**Prompt**
Every line below between the line holding "(Some(lat), Some(lon)) if" and the line holding "the pagination bar", inclusive, should be repeated exactly, and all other lines omitted.

**Material for the task**
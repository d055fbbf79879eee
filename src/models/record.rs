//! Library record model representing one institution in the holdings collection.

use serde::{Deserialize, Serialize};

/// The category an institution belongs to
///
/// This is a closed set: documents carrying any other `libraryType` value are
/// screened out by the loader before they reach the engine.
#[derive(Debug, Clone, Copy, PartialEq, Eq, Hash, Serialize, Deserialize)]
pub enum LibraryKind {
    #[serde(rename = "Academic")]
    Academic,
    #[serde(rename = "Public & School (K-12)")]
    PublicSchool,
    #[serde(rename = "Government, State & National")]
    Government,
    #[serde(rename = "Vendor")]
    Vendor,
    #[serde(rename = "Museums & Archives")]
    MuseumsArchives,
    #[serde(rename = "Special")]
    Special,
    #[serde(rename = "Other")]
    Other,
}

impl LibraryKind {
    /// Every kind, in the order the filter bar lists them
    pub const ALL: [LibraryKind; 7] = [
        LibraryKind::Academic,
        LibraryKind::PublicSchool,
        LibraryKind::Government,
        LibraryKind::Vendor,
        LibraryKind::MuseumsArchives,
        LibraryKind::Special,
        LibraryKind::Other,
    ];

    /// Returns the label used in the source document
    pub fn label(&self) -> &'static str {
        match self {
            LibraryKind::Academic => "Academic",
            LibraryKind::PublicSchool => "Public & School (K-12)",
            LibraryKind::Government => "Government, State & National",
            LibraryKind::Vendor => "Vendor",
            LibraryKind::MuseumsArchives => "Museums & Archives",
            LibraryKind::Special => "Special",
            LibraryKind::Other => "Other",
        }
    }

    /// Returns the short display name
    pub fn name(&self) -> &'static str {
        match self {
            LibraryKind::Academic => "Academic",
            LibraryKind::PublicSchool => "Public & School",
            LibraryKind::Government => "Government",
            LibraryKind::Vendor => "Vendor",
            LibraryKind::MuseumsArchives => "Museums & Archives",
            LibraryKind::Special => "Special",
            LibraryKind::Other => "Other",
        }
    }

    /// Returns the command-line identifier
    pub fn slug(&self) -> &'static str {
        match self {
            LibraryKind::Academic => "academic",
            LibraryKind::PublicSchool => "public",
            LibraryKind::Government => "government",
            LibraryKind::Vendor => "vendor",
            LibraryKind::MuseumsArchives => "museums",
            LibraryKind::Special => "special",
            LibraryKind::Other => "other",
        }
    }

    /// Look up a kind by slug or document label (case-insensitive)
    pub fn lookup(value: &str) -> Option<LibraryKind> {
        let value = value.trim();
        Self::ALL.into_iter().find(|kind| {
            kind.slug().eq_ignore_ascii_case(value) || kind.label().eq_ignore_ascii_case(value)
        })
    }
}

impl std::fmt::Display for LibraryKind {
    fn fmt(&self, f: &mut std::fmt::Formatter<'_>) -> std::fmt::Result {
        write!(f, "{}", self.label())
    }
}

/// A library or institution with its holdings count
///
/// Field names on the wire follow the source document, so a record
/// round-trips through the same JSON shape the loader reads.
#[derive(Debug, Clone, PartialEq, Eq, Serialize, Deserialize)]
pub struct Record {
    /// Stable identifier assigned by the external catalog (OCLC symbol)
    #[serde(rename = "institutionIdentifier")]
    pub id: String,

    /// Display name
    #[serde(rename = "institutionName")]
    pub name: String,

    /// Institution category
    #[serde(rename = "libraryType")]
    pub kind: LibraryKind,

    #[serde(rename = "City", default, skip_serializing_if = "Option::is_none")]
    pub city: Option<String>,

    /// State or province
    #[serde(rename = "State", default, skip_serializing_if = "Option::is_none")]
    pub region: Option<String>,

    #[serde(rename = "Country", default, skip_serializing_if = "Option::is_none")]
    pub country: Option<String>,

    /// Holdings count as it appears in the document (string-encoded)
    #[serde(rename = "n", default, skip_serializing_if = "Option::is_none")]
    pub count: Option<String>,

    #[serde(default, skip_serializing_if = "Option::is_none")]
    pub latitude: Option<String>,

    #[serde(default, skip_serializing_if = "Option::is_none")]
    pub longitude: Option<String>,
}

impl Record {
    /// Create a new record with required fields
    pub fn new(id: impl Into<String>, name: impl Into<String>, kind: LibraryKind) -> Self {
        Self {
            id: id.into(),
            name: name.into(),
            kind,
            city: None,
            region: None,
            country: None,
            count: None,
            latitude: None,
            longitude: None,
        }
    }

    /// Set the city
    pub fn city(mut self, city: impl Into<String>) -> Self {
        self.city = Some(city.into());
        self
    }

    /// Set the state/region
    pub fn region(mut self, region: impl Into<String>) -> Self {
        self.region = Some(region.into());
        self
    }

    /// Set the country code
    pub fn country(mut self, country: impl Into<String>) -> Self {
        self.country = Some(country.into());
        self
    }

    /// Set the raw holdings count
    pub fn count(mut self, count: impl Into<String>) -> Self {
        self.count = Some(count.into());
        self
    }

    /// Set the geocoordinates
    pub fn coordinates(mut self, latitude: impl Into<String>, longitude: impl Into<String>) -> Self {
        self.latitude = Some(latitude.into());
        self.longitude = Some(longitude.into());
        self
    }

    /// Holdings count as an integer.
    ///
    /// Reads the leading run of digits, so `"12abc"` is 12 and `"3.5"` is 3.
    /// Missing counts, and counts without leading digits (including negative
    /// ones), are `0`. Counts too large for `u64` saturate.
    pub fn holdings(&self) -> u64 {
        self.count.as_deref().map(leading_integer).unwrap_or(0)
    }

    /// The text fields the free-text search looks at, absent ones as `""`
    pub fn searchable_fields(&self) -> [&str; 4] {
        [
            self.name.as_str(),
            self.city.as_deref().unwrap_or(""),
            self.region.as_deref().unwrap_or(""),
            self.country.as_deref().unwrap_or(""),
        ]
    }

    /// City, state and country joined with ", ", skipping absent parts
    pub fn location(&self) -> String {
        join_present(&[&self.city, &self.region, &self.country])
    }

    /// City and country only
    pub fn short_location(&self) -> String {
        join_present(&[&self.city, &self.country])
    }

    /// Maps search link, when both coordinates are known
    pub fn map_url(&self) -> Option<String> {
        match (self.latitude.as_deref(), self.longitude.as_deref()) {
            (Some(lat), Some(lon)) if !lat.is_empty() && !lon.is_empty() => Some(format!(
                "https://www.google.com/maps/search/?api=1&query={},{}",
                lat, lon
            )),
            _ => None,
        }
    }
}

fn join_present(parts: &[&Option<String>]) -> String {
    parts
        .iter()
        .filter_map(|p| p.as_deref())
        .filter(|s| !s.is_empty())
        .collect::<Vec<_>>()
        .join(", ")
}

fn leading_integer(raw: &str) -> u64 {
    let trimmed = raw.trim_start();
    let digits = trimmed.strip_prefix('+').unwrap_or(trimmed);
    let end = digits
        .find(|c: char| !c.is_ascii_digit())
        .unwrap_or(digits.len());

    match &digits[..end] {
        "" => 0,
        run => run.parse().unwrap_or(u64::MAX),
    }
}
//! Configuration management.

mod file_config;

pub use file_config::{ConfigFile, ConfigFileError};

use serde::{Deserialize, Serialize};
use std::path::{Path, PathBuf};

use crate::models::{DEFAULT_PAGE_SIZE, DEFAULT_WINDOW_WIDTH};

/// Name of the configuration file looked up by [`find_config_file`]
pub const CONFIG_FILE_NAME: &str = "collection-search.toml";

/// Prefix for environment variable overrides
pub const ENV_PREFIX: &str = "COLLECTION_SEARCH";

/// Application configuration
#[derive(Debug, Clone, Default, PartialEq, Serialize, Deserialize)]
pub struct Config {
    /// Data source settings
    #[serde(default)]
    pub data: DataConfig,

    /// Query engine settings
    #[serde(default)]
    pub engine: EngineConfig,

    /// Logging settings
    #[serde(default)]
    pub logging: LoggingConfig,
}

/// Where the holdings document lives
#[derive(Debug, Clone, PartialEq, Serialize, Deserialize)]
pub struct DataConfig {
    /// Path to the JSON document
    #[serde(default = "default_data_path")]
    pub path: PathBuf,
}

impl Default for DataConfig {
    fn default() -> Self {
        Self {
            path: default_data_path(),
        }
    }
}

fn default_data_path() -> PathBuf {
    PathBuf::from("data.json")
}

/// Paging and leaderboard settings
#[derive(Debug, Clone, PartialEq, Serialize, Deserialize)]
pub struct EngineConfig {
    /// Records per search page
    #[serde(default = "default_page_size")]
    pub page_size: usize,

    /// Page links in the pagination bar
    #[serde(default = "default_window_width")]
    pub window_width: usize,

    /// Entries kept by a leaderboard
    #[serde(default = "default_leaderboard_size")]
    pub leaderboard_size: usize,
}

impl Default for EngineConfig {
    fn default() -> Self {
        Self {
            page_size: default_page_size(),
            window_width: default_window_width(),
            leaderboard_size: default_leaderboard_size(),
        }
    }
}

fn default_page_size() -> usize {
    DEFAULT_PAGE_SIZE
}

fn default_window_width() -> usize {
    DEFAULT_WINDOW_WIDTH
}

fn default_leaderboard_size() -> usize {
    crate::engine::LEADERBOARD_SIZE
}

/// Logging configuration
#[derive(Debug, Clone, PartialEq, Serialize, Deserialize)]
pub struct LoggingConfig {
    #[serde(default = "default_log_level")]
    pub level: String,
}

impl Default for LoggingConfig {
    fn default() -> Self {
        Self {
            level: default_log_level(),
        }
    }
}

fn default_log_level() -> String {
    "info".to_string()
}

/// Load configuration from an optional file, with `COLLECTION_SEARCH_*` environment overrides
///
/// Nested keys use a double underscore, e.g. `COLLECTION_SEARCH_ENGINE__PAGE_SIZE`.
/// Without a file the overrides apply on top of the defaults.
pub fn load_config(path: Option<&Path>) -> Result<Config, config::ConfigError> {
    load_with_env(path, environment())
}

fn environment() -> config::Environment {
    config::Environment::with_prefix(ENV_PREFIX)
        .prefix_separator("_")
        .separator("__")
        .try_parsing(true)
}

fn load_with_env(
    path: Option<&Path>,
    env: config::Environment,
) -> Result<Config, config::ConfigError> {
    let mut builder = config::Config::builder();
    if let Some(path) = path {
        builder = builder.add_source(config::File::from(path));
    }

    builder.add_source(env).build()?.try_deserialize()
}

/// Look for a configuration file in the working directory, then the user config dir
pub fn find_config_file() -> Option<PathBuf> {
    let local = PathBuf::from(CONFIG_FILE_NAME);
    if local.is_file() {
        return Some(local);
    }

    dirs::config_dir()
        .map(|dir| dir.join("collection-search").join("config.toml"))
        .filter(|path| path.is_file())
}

**Answer for the task**
            (Some(lat), Some(lon)) if !lat.is_empty() && !lon.is_empty() => Some(format!(
                "https://www.google.com/maps/search/?api=1&query={},{}",
                lat, lon
            )),
            _ => None,
        }
    }
}

fn join_present(parts: &[&Option<String>]) -> String {
    parts
        .iter()
        .filter_map(|p| p.as_deref())
        .filter(|s| !s.is_empty())
        .collect::<Vec<_>>()
        .join(", ")
}

fn leading_integer(raw: &str) -> u64 {
    let trimmed = raw.trim_start();
    let digits = trimmed.strip_prefix('+').unwrap_or(trimmed);
    let end = digits
        .find(|c: char| !c.is_ascii_digit())
        .unwrap_or(digits.len());

    match &digits[..end] {
        "" => 0,
        run => run.parse().unwrap_or(u64::MAX),
    }
}
//! Configuration management.

mod file_config;

pub use file_config::{ConfigFile, ConfigFileError};

use serde::{Deserialize, Serialize};
use std::path::{Path, PathBuf};

use crate::models::{DEFAULT_PAGE_SIZE, DEFAULT_WINDOW_WIDTH};

/// Name of the configuration file looked up by [`find_config_file`]
pub const CONFIG_FILE_NAME: &str = "collection-search.toml";

/// Prefix for environment variable overrides
pub const ENV_PREFIX: &str = "COLLECTION_SEARCH";

/// Application configuration
#[derive(Debug, Clone, Default, PartialEq, Serialize, Deserialize)]
pub struct Config {
    /// Data source settings
    #[serde(default)]
    pub data: DataConfig,

    /// Query engine settings
    #[serde(default)]
    pub engine: EngineConfig,

    /// Logging settings
    #[serde(default)]
    pub logging: LoggingConfig,
}

/// Where the holdings document lives
#[derive(Debug, Clone, PartialEq, Serialize, Deserialize)]
pub struct DataConfig {
    /// Path to the JSON document
    #[serde(default = "default_data_path")]
    pub path: PathBuf,
}

impl Default for DataConfig {
    fn default() -> Self {
        Self {
            path: default_data_path(),
        }
    }
}

fn default_data_path() -> PathBuf {
    PathBuf::from("data.json")
}

/// Paging and leaderboard settings
#[derive(Debug, Clone, PartialEq, Serialize, Deserialize)]
pub struct EngineConfig {
    /// Records per search page
    #[serde(default = "default_page_size")]
    pub page_size: usize,

    /// Page links in the pagination bar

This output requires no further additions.